use crate::output::print_json;
use anyhow::Context;
use specgen_core::catalog::Catalog;
use specgen_core::io;
use std::path::Path;

/// Starter catalog: one group, one fully populated record, one minimal one.
const STARTER_CATALOG: &str = r#"version: 1
phase:
  number: 1
  name: My Phase
# classic | portal | stakeholder | deployment
template: portal
# overwrite | skip_existing
write_mode: overwrite
# Relative to this file. Omit to write next to it.
base_dir: specs
category: User Experience & Engagement
dependencies:
  - SPEC-011 (Multi-tenant)
  - SPEC-013 (Auth)
link_group_dashboard: true
last_updated: "2025-10-05"
index:
  group_readmes: true
  completion_summary: false
groups:
  - key: 01-STUDENT-PORTAL
    name: Student Portal
    specs:
      - id: "401"
        title: Student Dashboard & Overview
        priority: CRITICAL
        time: 6 hours
        description: >-
          Comprehensive student dashboard showing schedule, assignments,
          grades and announcements.
        features:
          - Today's schedule
          - Pending assignments
          - Recent grades
        tables:
          - student_dashboard_preferences
      - id: "402"
        title: Assignment Submission
        priority: HIGH
        time: 5 hours
        description: Submit assignments and track their review status.
"#;

pub fn run(path: &Path, json: bool) -> anyhow::Result<()> {
    // The starter must stay loadable by the current schema
    debug_assert!(serde_yaml::from_str::<Catalog>(STARTER_CATALOG).is_ok());

    let created = io::write_if_missing(path, STARTER_CATALOG.as_bytes())
        .with_context(|| format!("failed to write {}", path.display()))?;

    if json {
        print_json(&serde_json::json!({
            "path": path,
            "created": created,
        }))?;
    } else if created {
        println!("  created: {}", path.display());
        println!("\nNext: edit the catalog, then run `specgen generate {}`", path.display());
    } else {
        println!("  exists:  {}", path.display());
    }
    Ok(())
}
################
* **WHAT IS REQUIRED**
For this exercise, the records above must be returned exactly.

* **SOLVED PROBLEM**
use crate::output::print_json;
use anyhow::Context;
use specgen_core::catalog::Catalog;
use specgen_core::io;
use std::path::Path;

/// Starter catalog: one group, one fully populated record, one minimal one.
const STARTER_CATALOG: &str = r#"version: 1
phase:
  number: 1
  name: My Phase
# classic | portal | stakeholder | deployment
template: portal
# overwrite | skip_existing
write_mode: overwrite
# Relative to this file. Omit to write next to it.
base_dir: specs
category: User Experience & Engagement
dependencies:
  - SPEC-011 (Multi-tenant)
  - SPEC-013 (Auth)
link_group_dashboard: true
last_updated: "2025-10-05"
index:
  group_readmes: true
  completion_summary: false
groups:
  - key: 01-STUDENT-PORTAL
    name: Student Portal
    specs:
      - id: "401"
        title: Student Dashboard & Overview
        priority: CRITICAL
        time: 6 hours
        description: >-
          Comprehensive student dashboard showing schedule, assignments,
          grades and announcements.
        features:
          - Today's schedule
          - Pending assignments
          - Recent grades
        tables:
          - student_dashboard_preferences
      - id: "402"
        title: Assignment Submission
        priority: HIGH
        time: 5 hours
        description: Submit assignments and track their review status.
"#;

pub fn run(path: &Path, json: bool) -> anyhow::Result<()> {
    // The starter must stay loadable by the current schema
    debug_assert!(serde_yaml::from_str::<Catalog>(STARTER_CATALOG).is_ok());

    let created = io::write_if_missing(path, STARTER_CATALOG.as_bytes())
        .with_context(|| format!("failed to write {}", path.display()))?;

    if json {
        print_json(&serde_json::json!({
            "path": path,
            "created": created,
        }))?;
    } else if created {
        println!("  created: {}", path.display());
        println!("\nNext: edit the catalog, then run `specgen generate {}`", path.display());
    } else {
        println!("  exists:  {}", path.display());
    }
    Ok(())
}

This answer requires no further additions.